Para entender este modo extraño que tiene Dios de ejercer el poder conviene preguntarse: en realidad, ¿quién tiene poder? El que consigue lo que quiere. Por eso, los poderosos de este mundo, en la mayoría de los casos, por no decir en todos, no tienen verdadero poder, porque no logran lo que pretenden y, si lo logran, es a base de destruir o maltratar a los demás. Por poner un ejemplo inocente: el presidente de un equipo de futbol tiene aparentemente mucho poder en lo referente a su equipo, y utiliza este poder para que su equipo sea siempre ganador. Pero su poder es muy limitado, porque en muchas ocasiones su equipo resulta perdedor.

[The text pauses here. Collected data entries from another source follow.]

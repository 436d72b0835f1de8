//! JSON snapshot persistence for [`MemoryGraph`].
//!
//! A snapshot is a flat dump of records and relations with their store ids
//! and timestamps. Loading replays them through the verbatim insert paths,
//! so a snapshot referencing an unknown asset id is rejected.

use std::fs;
use std::path::Path;

use serde::{Deserialize, Serialize};

use oam_core::{AssetRecord, Relation};

use crate::client::{MemoryGraph, StoreError};

/// Serialized form of a graph.
#[derive(Debug, Clone, Default, Serialize, Deserialize)]
pub struct Snapshot {
    #[serde(default)]
    pub assets: Vec<AssetRecord>,
    #[serde(default)]
    pub relations: Vec<Relation>,
}

impl MemoryGraph {
    /// Build a graph from a snapshot. Records are inserted before relations.
    pub fn from_snapshot(snapshot: Snapshot) -> Result<Self, StoreError> {
        let mut graph = Self::new();
        for record in snapshot.assets {
            graph.insert_record(record)?;
        }
        for relation in snapshot.relations {
            graph.insert_relation(relation)?;
        }
        Ok(graph)
    }

    pub fn to_snapshot(&self) -> Snapshot {
        Snapshot {
            assets: self.records.clone(),
            relations: self.relations.clone(),
        }
    }

    /// Read a snapshot file.
    pub fn load(path: impl AsRef<Path>) -> Result<Self, StoreError> {
        let path = path.as_ref();
        let data = fs::read_to_string(path).map_err(|e| {
            StoreError::Snapshot(format!("failed to read {}: {e}", path.display()))
        })?;
        let snapshot: Snapshot = serde_json::from_str(&data)?;
        Self::from_snapshot(snapshot)
    }

    /// Write the graph as pretty-printed JSON.
    pub fn save(&self, path: impl AsRef<Path>) -> Result<(), StoreError> {
        let json = serde_json::to_string_pretty(&self.to_snapshot())?;
        fs::write(path.as_ref(), json)?;
        tracing::debug!(
            path = %path.as_ref().display(),
            assets = self.asset_count(),
            relations = self.relation_count(),
            "Saved graph snapshot"
        );
        Ok(())
    }
}

#[cfg(test)]
mod tests {
    use super::*;
    use chrono::{TimeZone, Utc};
    use oam_core::{Asset, AssetId, RelationId};

    #[test]
    fn test_from_snapshot_preserves_ids() {
        let seen = Utc.with_ymd_and_hms(2024, 1, 5, 3, 0, 0).unwrap();
        let name = AssetRecord::new(Asset::fqdn("example.com"), seen, seen);
        let ip = AssetRecord::new(Asset::ip("93.184.216.34".parse().unwrap()), seen, seen);
        let relation = Relation {
            id: RelationId::new(),
            relation_type: "a_record".to_string(),
            from: name.id.clone(),
            to: ip.id.clone(),
            created_at: seen,
            last_seen: seen,
        };

        let graph = MemoryGraph::from_snapshot(Snapshot {
            assets: vec![name.clone(), ip],
            relations: vec![relation.clone()],
        })
        .unwrap();

        assert_eq!(graph.asset_count(), 2);
        assert_eq!(graph.records()[0].id, name.id);
        assert_eq!(graph.relations()[0], relation);
    }

    #[test]
    fn test_dangling_relation_rejected() {
        let seen = Utc::now();
        let name = AssetRecord::new(Asset::fqdn("example.com"), seen, seen);
        let relation = Relation {
            id: RelationId::new(),
            relation_type: "a_record".to_string(),
            from: name.id.clone(),
            to: AssetId::from("missing"),
            created_at: seen,
            last_seen: seen,
        };

        let err = MemoryGraph::from_snapshot(Snapshot {
            assets: vec![name],
            relations: vec![relation],
        })
        .unwrap_err();
        assert!(matches!(err, StoreError::Snapshot(_)));
    }

    #[test]
    fn test_empty_document_is_empty_graph() {
        let snapshot: Snapshot = serde_json::from_str("{}").unwrap();
        let graph = MemoryGraph::from_snapshot(snapshot).unwrap();
        assert_eq!(graph.asset_count(), 0);
        assert_eq!(graph.relation_count(), 0);
    }

    #[test]
    fn test_load_missing_file_errors() {
        let err = MemoryGraph::load("/nonexistent/oam-graph.json").unwrap_err();
        assert!(matches!(err, StoreError::Snapshot(_)));
    }
}
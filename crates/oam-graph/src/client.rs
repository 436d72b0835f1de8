//! Store configuration and the in-memory graph store.

use std::collections::HashMap;
use std::path::PathBuf;

use oam_core::{AssetId, AssetKind, AssetRecord, Relation};

/// Errors from graph store operations.
#[derive(Debug, thiserror::Error)]
pub enum StoreError {
    #[error("Asset not found: {id}")]
    NotFound { id: String },

    /// A backend failed to answer a query. `MemoryGraph` never fails this way.
    #[error("Query error: {0}")]
    Query(String),

    #[error("Snapshot error: {0}")]
    Snapshot(String),

    #[error("Serialization error: {0}")]
    Serialization(#[from] serde_json::Error),

    #[error("IO error: {0}")]
    Io(#[from] std::io::Error),
}

/// Configuration for opening a graph store.
#[derive(Debug, Clone)]
pub struct GraphConfig {
    pub snapshot: PathBuf,
}

impl Default for GraphConfig {
    fn default() -> Self {
        Self {
            snapshot: PathBuf::from("./oam-graph.json"),
        }
    }
}

/// In-memory asset graph.
///
/// Records and relations live in insertion-ordered arenas; side maps give
/// O(1) lookup by id, by content, and by relation direction. Query results
/// always follow insertion order, so repeated queries are deterministic.
#[derive(Debug, Clone, Default)]
pub struct MemoryGraph {
    pub(crate) records: Vec<AssetRecord>,
    pub(crate) relations: Vec<Relation>,
    pub(crate) record_index: HashMap<AssetId, usize>,
    pub(crate) content_index: HashMap<(AssetKind, String), usize>,
    pub(crate) relation_index: HashMap<(AssetId, String, AssetId), usize>,
    pub(crate) outgoing: HashMap<AssetId, Vec<usize>>,
    pub(crate) incoming: HashMap<AssetId, Vec<usize>>,
}

impl MemoryGraph {
    /// Create an empty graph.
    pub fn new() -> Self {
        Self::default()
    }

    /// Open the snapshot named by the configuration.
    pub fn open(config: &GraphConfig) -> Result<Self, StoreError> {
        let graph = Self::load(&config.snapshot)?;
        tracing::info!(
            snapshot = %config.snapshot.display(),
            assets = graph.asset_count(),
            relations = graph.relation_count(),
            "Loaded graph snapshot"
        );
        Ok(graph)
    }

    pub fn asset_count(&self) -> usize {
        self.records.len()
    }

    pub fn relation_count(&self) -> usize {
        self.relations.len()
    }

    /// All records in insertion order.
    pub fn records(&self) -> &[AssetRecord] {
        &self.records
    }

    /// All relations in insertion order.
    pub fn relations(&self) -> &[Relation] {
        &self.relations
    }

    pub(crate) fn record(&self, id: &AssetId) -> Option<&AssetRecord> {
        self.record_index.get(id).map(|&i| &self.records[i])
    }
}
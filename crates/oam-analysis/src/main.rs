//! CLI entry point for the OAM analysis tools.
//!
//! Loads a graph snapshot exported by the discovery engine and runs one of
//! the analyses against it. Results go to stdout (or `-o`); logs go to stderr.

use std::fs;
use std::path::PathBuf;

use anyhow::{bail, Context};
use clap::{Args, Parser, Subcommand};
use tracing_subscriber::{fmt, EnvFilter};

use oam_analysis::delta::parse_cutoff;
use oam_analysis::format::{output_line, render_summary};
use oam_analysis::{AddressFilter, AnalysisEngine};
use oam_core::config::{load_config, read_domain_list};
use oam_core::scope::normalize_domains;
use oam_graph::{GraphConfig, MemoryGraph};

#[derive(Parser)]
#[command(name = "oam-tools")]
#[command(about = "Analyze the asset graph collected by the OAM discovery engine")]
struct Cli {
    #[command(subcommand)]
    command: Command,

    /// Config file prefix (default: oam).
    #[arg(short, long, default_value = "oam", global = true)]
    config: String,

    /// Graph snapshot to load (overrides the configured path).
    #[arg(long, global = true)]
    snapshot: Option<PathBuf>,

    /// Root domain names, comma separated (can be used multiple times).
    #[arg(short = 'd', long = "domain", value_delimiter = ',', global = true)]
    domains: Vec<String>,

    /// File providing root domain names, one per line.
    #[arg(long = "df", global = true)]
    domains_file: Option<PathBuf>,
}

#[derive(Subcommand)]
enum Command {
    /// List discovered names, their addresses, and the ASN summary.
    Subs(SubsArgs),
    /// Print names discovered since a point in time.
    Track {
        /// Exclude names first seen before this time (RFC 3339 or "01/02 15:04:05 2006 MST").
        #[arg(long)]
        since: Option<String>,
    },
    /// Print the node/edge projection of the scope as JSON.
    Viz {
        /// Exclude assets not seen since this time.
        #[arg(long)]
        since: Option<String>,
        /// Write the JSON to this file instead of stdout.
        #[arg(short, long)]
        output: Option<PathBuf>,
    },
}

#[derive(Args)]
struct SubsArgs {
    /// Show the IP addresses for discovered names.
    #[arg(long)]
    ip: bool,
    /// Show the IPv4 addresses for discovered names.
    #[arg(long)]
    ipv4: bool,
    /// Show the IPv6 addresses for discovered names.
    #[arg(long)]
    ipv6: bool,
    /// Print the ASN table summary.
    #[arg(long)]
    summary: bool,
    /// Print the discovered names.
    #[arg(long)]
    names: bool,
    /// Print both the names and the summary.
    #[arg(long)]
    show: bool,
    /// Censor output to make it suitable for demonstrations.
    #[arg(long)]
    demo: bool,
    /// Print the listing as JSON.
    #[arg(long)]
    json: bool,
    /// Write results to this file instead of the terminal.
    #[arg(short, long)]
    output: Option<PathBuf>,
}

fn main() -> anyhow::Result<()> {
    let filter = EnvFilter::try_from_default_env().unwrap_or_else(|_| EnvFilter::new("warn"));
    fmt().with_env_filter(filter).with_writer(std::io::stderr).init();

    let cli = Cli::parse();

    let config = load_config(&cli.config)?;
    let mut domains = cli.domains.clone();
    if let Some(path) = &cli.domains_file {
        domains.extend(
            read_domain_list(path)
                .with_context(|| format!("Failed to read {}", path.display()))?,
        );
    }
    domains.extend(config.all_domains().context("Failed to read the configured domains")?);
    let domains = normalize_domains(domains);
    if domains.is_empty() {
        bail!("No root domain names were provided");
    }

    let graph_config = GraphConfig {
        snapshot: cli
            .snapshot
            .clone()
            .unwrap_or_else(|| PathBuf::from(&config.snapshot)),
    };
    let graph = MemoryGraph::open(&graph_config)
        .with_context(|| format!("Failed to load {}", graph_config.snapshot.display()))?;

    let engine = AnalysisEngine::new(graph).with_scope(&domains);

    match cli.command {
        Command::Subs(args) => run_subs(&engine, &args)?,
        Command::Track { since } => {
            let engine = engine.with_cutoff(since.as_deref().map(cutoff_arg).transpose()?);
            for name in engine.new_names() {
                println!("{name}");
            }
        }
        Command::Viz { since, output } => {
            let engine = engine.with_cutoff(since.as_deref().map(cutoff_arg).transpose()?);
            let json = serde_json::to_string_pretty(&engine.visualize())?;
            emit(output.as_ref(), &json)?;
        }
    }

    Ok(())
}

fn run_subs(engine: &AnalysisEngine<MemoryGraph>, args: &SubsArgs) -> anyhow::Result<()> {
    let show_names = args.names || args.show;
    let show_summary = args.summary || args.show;
    if !show_names && !show_summary && !args.json {
        bail!("Nothing to print: pass --names, --summary, --show, or --json");
    }

    let mut filter = AddressFilter {
        ipv4: args.ip || args.ipv4,
        ipv6: args.ip || args.ipv6,
    };
    if show_summary && filter.is_empty() {
        filter = AddressFilter::both();
    }

    let listing = engine.discover_names(filter);

    if args.json {
        return emit(args.output.as_ref(), &serde_json::to_string_pretty(&listing)?);
    }

    let mut text = String::new();
    if show_names {
        for record in &listing.names {
            let ips: Vec<_> = record.addresses.iter().map(|a| a.ip).collect();
            text.push_str(&output_line(&record.name, &ips, args.demo));
            text.push('\n');
        }
    }

    if show_summary {
        let summary = render_summary(listing.names.len(), &listing.summary, args.demo);
        // With both sections on a terminal, the summary goes to stderr.
        if args.output.is_none() && show_names {
            eprint!("{summary}");
        } else {
            text.push_str(&summary);
        }
    }

    match &args.output {
        Some(path) => fs::write(path, text)
            .with_context(|| format!("Failed to write {}", path.display()))?,
        None => print!("{text}"),
    }
    Ok(())
}

fn cutoff_arg(raw: &str) -> anyhow::Result<chrono::DateTime<chrono::Utc>> {
    parse_cutoff(raw).with_context(|| {
        format!("{raw} is not in the correct format: RFC 3339 or \"01/02 15:04:05 2006 MST\"")
    })
}

fn emit(output: Option<&PathBuf>, content: &str) -> anyhow::Result<()> {
    match output {
        Some(path) => {
            fs::write(path, content).with_context(|| format!("Failed to write {}", path.display()))?
        }
        None => println!("{content}"),
    }
    Ok(())
}
use thiserror::Error;

/// Top-level error type for the OAM tools.
#[derive(Error, Debug)]
pub enum OamError {
    #[error("Configuration error: {0}")]
    Config(String),

    #[error("IO error: {0}")]
    Io(#[from] std::io::Error),
}

impl From<config::ConfigError> for OamError {
    fn from(err: config::ConfigError) -> Self {
        OamError::Config(err.to_string())
    }
}

pub type Result<T> = std::result::Result<T, OamError>;
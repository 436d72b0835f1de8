//! Name listing: scope names, the addresses they resolve to, and the ASN
//! summary of those addresses.

use std::collections::{HashSet, VecDeque};

use chrono::{DateTime, Utc};

use oam_core::{Asset, AssetId, AssetRecord};
use oam_graph::GraphQuery;

use crate::aggregate::{AsnAggregator, Attribution};
use crate::types::{AddressFilter, AddressInfo, NameListing, NameRecord};

const ADDRESS_RELATIONS: [&str; 2] = ["a_record", "aaaa_record"];
const ALIAS_RELATION: &str = "cname_record";

/// List every scope name with its resolved addresses.
///
/// When `filter` selects no family, names are listed without addresses and
/// the summary stays empty.
pub fn discover_names<G: GraphQuery>(
    store: &G,
    scope: &[String],
    cutoff: Option<DateTime<Utc>>,
    filter: AddressFilter,
) -> NameListing {
    if scope.is_empty() {
        return NameListing::default();
    }

    let roots: Vec<Asset> = scope.iter().map(Asset::fqdn).collect();
    let records = match store.find_by_scope(&roots, cutoff) {
        Ok(records) => records,
        Err(e) => {
            tracing::warn!(error = %e, "Scope query failed; no names listed");
            return NameListing::default();
        }
    };

    let mut seen = HashSet::new();
    let names: Vec<(String, AssetRecord)> = records
        .into_iter()
        .filter_map(|r| match &r.asset {
            Asset::Fqdn { name } => Some((name.clone(), r)),
            _ => None,
        })
        .filter(|(name, _)| seen.insert(name.clone()))
        .collect();

    if filter.is_empty() {
        return NameListing {
            names: names
                .into_iter()
                .map(|(name, _)| NameRecord {
                    name,
                    addresses: Vec::new(),
                })
                .collect(),
            summary: Default::default(),
        };
    }

    let mut aggregator = AsnAggregator::new(store, cutoff);
    let mut listing = Vec::with_capacity(names.len());
    for (name, record) in names {
        let mut addresses = Vec::new();
        for address in resolve_addresses(store, &record, cutoff) {
            let Asset::IpAddress { address: ip } = address.asset else {
                continue;
            };
            if !filter.accepts(&ip) {
                continue;
            }

            let found = match store.find_by_content(&address.asset, cutoff) {
                Ok(found) => found,
                Err(e) => {
                    tracing::debug!(%ip, error = %e, "Address lookup failed");
                    continue;
                }
            };
            for stored in found {
                let attributions = aggregator.add_address(&stored);
                addresses.push(address_info(ip, &attributions));
            }
        }
        listing.push(NameRecord { name, addresses });
    }

    tracing::debug!(names = listing.len(), "Name listing complete");
    NameListing {
        names: listing,
        summary: aggregator.finish(),
    }
}

/// IP address records a name resolves to, following alias chains.
pub fn resolve_addresses<G: GraphQuery>(
    store: &G,
    name: &AssetRecord,
    cutoff: Option<DateTime<Utc>>,
) -> Vec<AssetRecord> {
    let labels = [ADDRESS_RELATIONS[0], ADDRESS_RELATIONS[1], ALIAS_RELATION];

    let mut visited: HashSet<AssetId> = HashSet::from([name.id.clone()]);
    let mut found: HashSet<AssetId> = HashSet::new();
    let mut addresses = Vec::new();
    let mut queue = VecDeque::from([name.clone()]);

    while let Some(current) = queue.pop_front() {
        let relations = match store.outgoing_relations(&current, cutoff, &labels) {
            Ok(relations) => relations,
            Err(e) => {
                tracing::debug!(id = %current.id, error = %e, "Resolution query failed");
                continue;
            }
        };

        for relation in relations {
            let Ok(target) = store.find_by_id(&relation.to, cutoff) else {
                continue;
            };
            match &target.asset {
                Asset::Fqdn { .. } if relation.relation_type == ALIAS_RELATION => {
                    if visited.insert(target.id.clone()) {
                        queue.push_back(target);
                    }
                }
                Asset::IpAddress { .. } if relation.relation_type != ALIAS_RELATION => {
                    if found.insert(target.id.clone()) {
                        addresses.push(target);
                    }
                }
                _ => {}
            }
        }
    }
    addresses
}

/// Attribute an address to its most specific announced netblock, first on ties.
fn address_info(ip: std::net::IpAddr, attributions: &[Attribution]) -> AddressInfo {
    let best = attributions
        .iter()
        .rev()
        .max_by_key(|a| a.netblock.prefix_len());

    match best {
        Some(a) => AddressInfo {
            ip,
            asn: Some(a.asn),
            cidr: Some(a.netblock.to_string()),
            netblock: Some(a.netblock),
            description: (!a.rir_name.is_empty()).then(|| a.rir_name.clone()),
        },
        None => AddressInfo::unattributed(ip),
    }
}

#[cfg(test)]
mod tests {
    use super::*;
    use chrono::TimeZone;
    use oam_graph::MemoryGraph;

    fn ts() -> DateTime<Utc> {
        Utc.with_ymd_and_hms(2024, 1, 5, 0, 0, 0).unwrap()
    }

    fn add(graph: &mut MemoryGraph, asset: Asset) -> AssetRecord {
        graph.upsert_asset_at(asset, ts())
    }

    fn link(graph: &mut MemoryGraph, from: &AssetRecord, rel: &str, to: &AssetRecord) {
        graph.link_at(&from.id, rel, &to.id, ts()).unwrap();
    }

    fn ip(s: &str) -> Asset {
        Asset::ip(s.parse().unwrap())
    }

    fn scope() -> Vec<String> {
        vec!["example.com".to_string()]
    }

    #[test]
    fn test_alias_chain_with_cycle() {
        let mut graph = MemoryGraph::new();
        let www = add(&mut graph, Asset::fqdn("www.example.com"));
        let edge = add(&mut graph, Asset::fqdn("edge.cdn.net"));
        let v4 = add(&mut graph, ip("192.0.2.10"));
        let v6 = add(&mut graph, ip("2001:db8::10"));
        link(&mut graph, &www, "cname_record", &edge);
        link(&mut graph, &edge, "cname_record", &www);
        link(&mut graph, &edge, "a_record", &v4);
        link(&mut graph, &edge, "aaaa_record", &v6);
        link(&mut graph, &www, "a_record", &v4);

        let resolved = resolve_addresses(&graph, &www, None);
        let keys: Vec<String> = resolved.iter().map(|r| r.asset.key()).collect();
        assert_eq!(keys, vec!["192.0.2.10", "2001:db8::10"]);
    }

    #[test]
    fn test_listing_without_families_has_no_addresses() {
        let mut graph = MemoryGraph::new();
        let www = add(&mut graph, Asset::fqdn("www.example.com"));
        let addr = add(&mut graph, ip("192.0.2.10"));
        link(&mut graph, &www, "a_record", &addr);
        add(&mut graph, Asset::fqdn("mail.example.com"));

        let listing = discover_names(&graph, &scope(), None, AddressFilter::none());
        let names: Vec<&str> = listing.names.iter().map(|n| n.name.as_str()).collect();
        assert_eq!(names, vec!["www.example.com", "mail.example.com"]);
        assert!(listing.names.iter().all(|n| n.addresses.is_empty()));
        assert!(listing.summary.is_empty());
    }

    #[test]
    fn test_family_filter_and_attribution() {
        let mut graph = MemoryGraph::new();
        let www = add(&mut graph, Asset::fqdn("www.example.com"));
        let v4 = add(&mut graph, ip("192.0.2.10"));
        let v6 = add(&mut graph, ip("2001:db8::10"));
        link(&mut graph, &www, "a_record", &v4);
        link(&mut graph, &www, "aaaa_record", &v6);

        let wide = add(&mut graph, Asset::netblock("192.0.0.0/16".parse().unwrap()));
        let narrow = add(&mut graph, Asset::netblock("192.0.2.0/24".parse().unwrap()));
        let as_wide = add(&mut graph, Asset::autonomous_system(64500));
        let as_narrow = add(&mut graph, Asset::autonomous_system(64501));
        let arin = add(&mut graph, Asset::rir_organization("ARIN"));
        link(&mut graph, &wide, "contains", &v4);
        link(&mut graph, &narrow, "contains", &v4);
        link(&mut graph, &as_wide, "announces", &wide);
        link(&mut graph, &as_narrow, "announces", &narrow);
        link(&mut graph, &as_narrow, "managed_by", &arin);

        let only_v4 = AddressFilter {
            ipv4: true,
            ipv6: false,
        };
        let listing = discover_names(&graph, &scope(), None, only_v4);
        assert_eq!(listing.names.len(), 1);

        let addresses = &listing.names[0].addresses;
        assert_eq!(addresses.len(), 1);
        assert_eq!(addresses[0].asn, Some(64501));
        assert_eq!(addresses[0].cidr.as_deref(), Some("192.0.2.0/24"));
        assert_eq!(addresses[0].description.as_deref(), Some("ARIN"));
        assert_eq!(listing.summary.len(), 2);
    }

    #[test]
    fn test_unattributed_address() {
        let mut graph = MemoryGraph::new();
        let www = add(&mut graph, Asset::fqdn("www.example.com"));
        let addr = add(&mut graph, ip("198.51.100.7"));
        link(&mut graph, &www, "a_record", &addr);

        let listing = discover_names(&graph, &scope(), None, AddressFilter::both());
        assert_eq!(
            listing.names[0].addresses,
            vec![AddressInfo::unattributed("198.51.100.7".parse().unwrap())]
        );
        assert!(listing.summary.is_empty());
    }
}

Dios, por el contrario, siempre consigue lo que quiere, aunque a veces su modo de conseguirlo pase desapercibido. ¿Qué es lo que quiere Dios? La Escritura lo dice así: “Dios quiere que todos los seres humanos se salven”. Para conseguir eso que quiere, Dios perdona los pecados y tiene misericordia de todos. Y así, por el perdón y la misericordia manifiesta su gran poder. Decía Tomás de Aquino: “la manera de demostrar que Dios tiene el poder supremo es perdonando libremente los pecados…, porque perdonando y apiadándose conduce a los hombres a la participación del bien infinito, que es el máximo efecto del poder divino”. Tiene poder el que conduce a los hombres al fin que se ha propuesto. El fin que Dios se propone para el ser humano es la salvación. Perdonando los pecados consigue este fin. Luego su poder se manifiesta en el perdón y la misericordia.

En consonancia con esta manera de ejercer el poder hay que entender la justicia de Dios. Según el Nuevo Tes­tamento la justicia de Dios se manifiesta en la rehabilitación del pecador por pura gracia. Dios manifiesta su justicia, leemos en Rm 3,24-26, justificando, o sea, haciendo justo al pecador y teniendo misericordia de todos. Por este motivo, en el Evan­gelio se revela la justicia de Dios (Rm 1,17). Esta justicia es una buena noticia, pues no se trata de la justicia retributiva, por la que Dios premia o castiga según los mereci­mientos de cada uno, sino de la justicia que justifica (hace justo) al impío.